The fundamental tenets of the FIRE lifestyle are naively straightforward. If you want to retire early, all you have to do is follow this simple formula:
- make more money
- pay less income tax
- spend less
- save more
- earn a higher return on your money
Gee, why didn’t I think of that?
Wake Up and Smell the Coffee
Actually, I did think of that. A long time ago, as a matter of fact. I started out as a stockbroker in 1983 and have been advising investors ever since. Believe me, I know how badly most people would love to quit their jobs and never work again. Problem is, I don’t know many people who try to make less money or pay more taxes.
However, I do know lots of people who spend too much so they have less money to save. And with so much money going into index funds, it seems most people have given up entirely on the idea of beating the market. If you really want to retire early, that’s where you should be focusing most of your attention.
If you genuinely believe that forgoing a $3 cup of coffee every day will help you retire early, imagine what earning an extra couple of percentage points on your savings every year would do. Let’s say you have $50,000 in retirement savings. Earning an extra 2% would add $1,000 to your nest egg, about the same amount as never buying a daily cup of coffee again.
However, the next year you continue to earn an extra 2% on that higher amount, and so on. After a few years, no amount of coffee deprivation can offset your increased savings. Even then, you may be able to move up your retirement date by a few years depending how soon you get started.

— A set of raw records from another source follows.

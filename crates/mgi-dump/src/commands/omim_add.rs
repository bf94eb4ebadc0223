//! `mgi-dump omim-add` command implementation

use crate::commands::{write_obo, write_report};
use crate::config::Config;
use crate::error::Result;
use crate::names::NameTable;
use crate::reconcile::medic::add_missing_terms;
use crate::OutputArgs;
use mgi_common::obo;
use std::path::Path;

/// Append root terms for authoritative ids missing from `input`. Returns the
/// added ids.
pub fn run(input: &Path, names: &Path, output: &OutputArgs, config: &Config) -> Result<Vec<String>> {
    let mut stanzas = obo::read_file(input)?;
    let names = NameTable::from_file(names, &config.namespaces.external)?;

    let added = add_missing_terms(&mut stanzas, &names, &config.namespaces);

    write_obo(output.output.as_deref(), &stanzas)?;
    write_report(output.report.as_deref(), "omim-add", &added)?;
    Ok(added)
}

The Answer: Game-Changing Returns
The mathematical reality of early retirement is this: If you want to accelerate your retirement in a meaningful way, for most people the only way to do it is to earn outsized returns on your money.

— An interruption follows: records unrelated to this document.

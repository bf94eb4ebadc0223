//! Logging configuration and initialization
//!
//! Every dump tool logs through `tracing`. A run can log to the console
//! (stderr, so that stdout stays free for `.obo` output), to a daily-rotated
//! log file, or to both: the file keeps the full record of a run while the
//! console echo lets an operator watch it.
//!
//! Use structured fields for identifiers:
//!
//! ```rust
//! use tracing::warn;
//!
//! let external_id = "OMIM:100100";
//! warn!(external_id = %external_id, "No authoritative name, using table name");
//! ```
//!
//! # Example
//!
//! ```no_run
//! use mgi_common::logging::{init_logging, LogConfig, LogLevel};
//!
//! fn main() -> anyhow::Result<()> {
//!     let config = LogConfig::builder().level(LogLevel::Debug).build();
//!     let _guard = init_logging(&config)?;
//!     tracing::info!("Run started");
//!     Ok(())
//! }
//! ```

use anyhow::{Context, Result};
use serde::{Deserialize, Serialize};
use std::path::PathBuf;
use tracing::Level;
use tracing_appender::non_blocking::WorkerGuard;
use tracing_subscriber::{
    fmt::{self, MakeWriter},
    layer::SubscriberExt,
    util::SubscriberInitExt,
    EnvFilter, Layer, Registry,
};

/// Log level for filtering messages
#[derive(Debug, Clone, Copy, PartialEq, Eq, Serialize, Deserialize, Default)]
#[serde(rename_all = "lowercase")]
pub enum LogLevel {
    Trace,
    Debug,
    #[default]
    Info,
    Warn,
    Error,
}

impl LogLevel {
    /// Convert to tracing Level
    pub fn to_tracing_level(self) -> Level {
        match self {
            LogLevel::Trace => Level::TRACE,
            LogLevel::Debug => Level::DEBUG,
            LogLevel::Info => Level::INFO,
            LogLevel::Warn => Level::WARN,
            LogLevel::Error => Level::ERROR,
        }
    }
}

impl std::str::FromStr for LogLevel {
    type Err = anyhow::Error;

    fn from_str(s: &str) -> std::result::Result<Self, Self::Err> {
        match s.to_lowercase().as_str() {
            "trace" => Ok(LogLevel::Trace),
            "debug" => Ok(LogLevel::Debug),
            "info" => Ok(LogLevel::Info),
            "warn" | "warning" => Ok(LogLevel::Warn),
            "error" => Ok(LogLevel::Error),
            _ => Err(anyhow::anyhow!("Invalid log level: {}", s)),
        }
    }
}

/// Where log lines go
#[derive(Debug, Clone, Copy, PartialEq, Eq, Serialize, Deserialize, Default)]
#[serde(rename_all = "lowercase")]
pub enum LogOutput {
    /// stderr only
    #[default]
    Console,
    /// Rotating log file only
    File,
    /// Log file, echoed to stderr
    Both,
}

impl LogOutput {
    fn console(self) -> bool {
        matches!(self, LogOutput::Console | LogOutput::Both)
    }

    fn file(self) -> bool {
        matches!(self, LogOutput::File | LogOutput::Both)
    }
}

impl std::str::FromStr for LogOutput {
    type Err = anyhow::Error;

    fn from_str(s: &str) -> std::result::Result<Self, Self::Err> {
        match s.to_lowercase().as_str() {
            "console" | "stderr" => Ok(LogOutput::Console),
            "file" => Ok(LogOutput::File),
            "both" | "all" => Ok(LogOutput::Both),
            _ => Err(anyhow::anyhow!("Invalid log output: {}", s)),
        }
    }
}

/// Log line format
#[derive(Debug, Clone, Copy, PartialEq, Eq, Serialize, Deserialize, Default)]
#[serde(rename_all = "lowercase")]
pub enum LogFormat {
    #[default]
    Text,
    Json,
}

impl std::str::FromStr for LogFormat {
    type Err = anyhow::Error;

    fn from_str(s: &str) -> std::result::Result<Self, Self::Err> {
        match s.to_lowercase().as_str() {
            "text" | "pretty" => Ok(LogFormat::Text),
            "json" => Ok(LogFormat::Json),
            _ => Err(anyhow::anyhow!("Invalid log format: {}", s)),
        }
    }
}

/// Logging configuration
#[derive(Debug, Clone, Serialize, Deserialize)]
pub struct LogConfig {
    /// Minimum log level to display
    pub level: LogLevel,

    /// Output target (console, file, or both)
    pub output: LogOutput,

    /// Log format (text or JSON)
    pub format: LogFormat,

    /// Directory for log files (only used when output includes file)
    pub log_dir: PathBuf,

    /// Log file name prefix (e.g., "mgi-dump" -> "mgi-dump.2024-01-18")
    pub log_file_prefix: String,

    /// Additional filter directives (e.g., "mgi_dump::registry=debug")
    pub filter_directives: Option<String>,

    /// Whether to include target module names in logs
    pub include_targets: bool,
}

impl Default for LogConfig {
    fn default() -> Self {
        Self {
            level: LogLevel::Info,
            output: LogOutput::Console,
            format: LogFormat::Text,
            log_dir: PathBuf::from("./logs"),
            log_file_prefix: "mgi-dump".to_string(),
            filter_directives: None,
            include_targets: true,
        }
    }
}

impl LogConfig {
    /// Create a builder for fluent configuration
    pub fn builder() -> LogConfigBuilder {
        LogConfigBuilder::default()
    }

    /// Overlay environment variables on top of this configuration
    ///
    /// - `LOG_LEVEL`: trace, debug, info, warn, error
    /// - `LOG_OUTPUT`: console, file, both
    /// - `LOG_FORMAT`: text, json
    /// - `LOG_DIR`: directory for log files
    /// - `LOG_FILE_PREFIX`: prefix for log files
    /// - `LOG_FILTER`: additional filter directives
    pub fn with_env(mut self) -> Result<Self> {
        if let Ok(level) = std::env::var("LOG_LEVEL") {
            self.level = level.parse()?;
        }
        if let Ok(output) = std::env::var("LOG_OUTPUT") {
            self.output = output.parse()?;
        }
        if let Ok(format) = std::env::var("LOG_FORMAT") {
            self.format = format.parse()?;
        }
        if let Ok(dir) = std::env::var("LOG_DIR") {
            self.log_dir = PathBuf::from(dir);
        }
        if let Ok(prefix) = std::env::var("LOG_FILE_PREFIX") {
            self.log_file_prefix = prefix;
        }
        if let Ok(filter) = std::env::var("LOG_FILTER") {
            self.filter_directives = Some(filter);
        }
        Ok(self)
    }

    /// Load configuration from environment variables over the defaults
    pub fn from_env() -> Result<Self> {
        Self::default().with_env()
    }

    fn env_filter(&self) -> Result<EnvFilter> {
        let mut filter =
            EnvFilter::from_default_env().add_directive(self.level.to_tracing_level().into());

        if let Some(ref directives) = self.filter_directives {
            for directive in directives.split(',').filter(|d| !d.trim().is_empty()) {
                filter = filter.add_directive(
                    directive
                        .trim()
                        .parse()
                        .with_context(|| format!("Failed to parse filter directive '{}'", directive))?,
                );
            }
        }

        Ok(filter)
    }
}

/// Builder for LogConfig
#[derive(Default)]
pub struct LogConfigBuilder {
    config: LogConfig,
}

impl LogConfigBuilder {
    pub fn level(mut self, level: LogLevel) -> Self {
        self.config.level = level;
        self
    }

    pub fn output(mut self, output: LogOutput) -> Self {
        self.config.output = output;
        self
    }

    pub fn format(mut self, format: LogFormat) -> Self {
        self.config.format = format;
        self
    }

    pub fn log_dir(mut self, dir: impl Into<PathBuf>) -> Self {
        self.config.log_dir = dir.into();
        self
    }

    pub fn log_file_prefix(mut self, prefix: impl Into<String>) -> Self {
        self.config.log_file_prefix = prefix.into();
        self
    }

    pub fn filter_directives(mut self, filter: impl Into<String>) -> Self {
        self.config.filter_directives = Some(filter.into());
        self
    }

    pub fn include_targets(mut self, include: bool) -> Self {
        self.config.include_targets = include;
        self
    }

    pub fn build(self) -> LogConfig {
        self.config
    }
}

/// Keeps the non-blocking file writer alive. Drop it at the end of `main`
/// so buffered lines are flushed before the process exits.
#[must_use = "dropping the guard stops file logging"]
pub struct LogGuard {
    _file: Option<WorkerGuard>,
}

type BoxedLayer = Box<dyn Layer<Registry> + Send + Sync>;

fn fmt_layer<W>(config: &LogConfig, writer: W, ansi: bool) -> BoxedLayer
where
    W: for<'w> MakeWriter<'w> + Send + Sync + 'static,
{
    let layer = fmt::layer()
        .with_writer(writer)
        .with_target(config.include_targets)
        .with_ansi(ansi);

    match config.format {
        LogFormat::Text => layer.boxed(),
        LogFormat::Json => layer.json().boxed(),
    }
}

/// Initialize logging with the given configuration
///
/// Installs the global subscriber; call once, at the start of a run.
pub fn init_logging(config: &LogConfig) -> Result<LogGuard> {
    let filter = config.env_filter()?;
    let mut layers: Vec<BoxedLayer> = Vec::new();
    let mut file_guard = None;

    if config.output.console() {
        layers.push(fmt_layer(config, std::io::stderr, true));
    }

    if config.output.file() {
        std::fs::create_dir_all(&config.log_dir).with_context(|| {
            format!("Failed to create log directory {}", config.log_dir.display())
        })?;
        let appender = tracing_appender::rolling::daily(&config.log_dir, &config.log_file_prefix);
        let (writer, guard) = tracing_appender::non_blocking(appender);
        layers.push(fmt_layer(config, writer, false));
        file_guard = Some(guard);
    }

    tracing_subscriber::registry()
        .with(layers)
        .with(filter)
        .try_init()
        .context("Failed to install tracing subscriber")?;

    Ok(LogGuard { _file: file_guard })
}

Due to the nature of my work, I have met people who bought stock in Apple (NSDQ: AAPL) and Netflix (NSDQ: NFLX) when nobody else even knew what they were.
Of course, those folks are few and far between. When Apple went public nearly 40 years ago, almost nobody knew what a PC was, much less envisioned how smartphones would change the world. But pretty much everyone knew who Apple was 10 years ago. Since then, it has returned nearly 1,500% to its shareholders.
As for Netflix? Try more than a 7,000% gain since 2009. At the same time, the SPDR S&P 500 ETF (SPY) gained 385%. That means while index investors are patting themselves on the back for turning $10,000 into nearly $40,000 over the past decade, shareholders of Netflix are sitting on roughly $700,000 from the same initial investment as shown below.
That’s the kind of game-changing investment return that really will allow you to retire early without having to resort to draconian measures.
One analyst who knows how to spot game-changing investments is Genia Turanova, chief investment strategist of the trading service Fast-Track Millionaire.
Genia isn’t content with accepting 10% a year gains from blue chips. That’s no way to retire early. Instead, she looks for the emerging “disruptors” that are on the verge of changing the status quo… and crushing the stock market.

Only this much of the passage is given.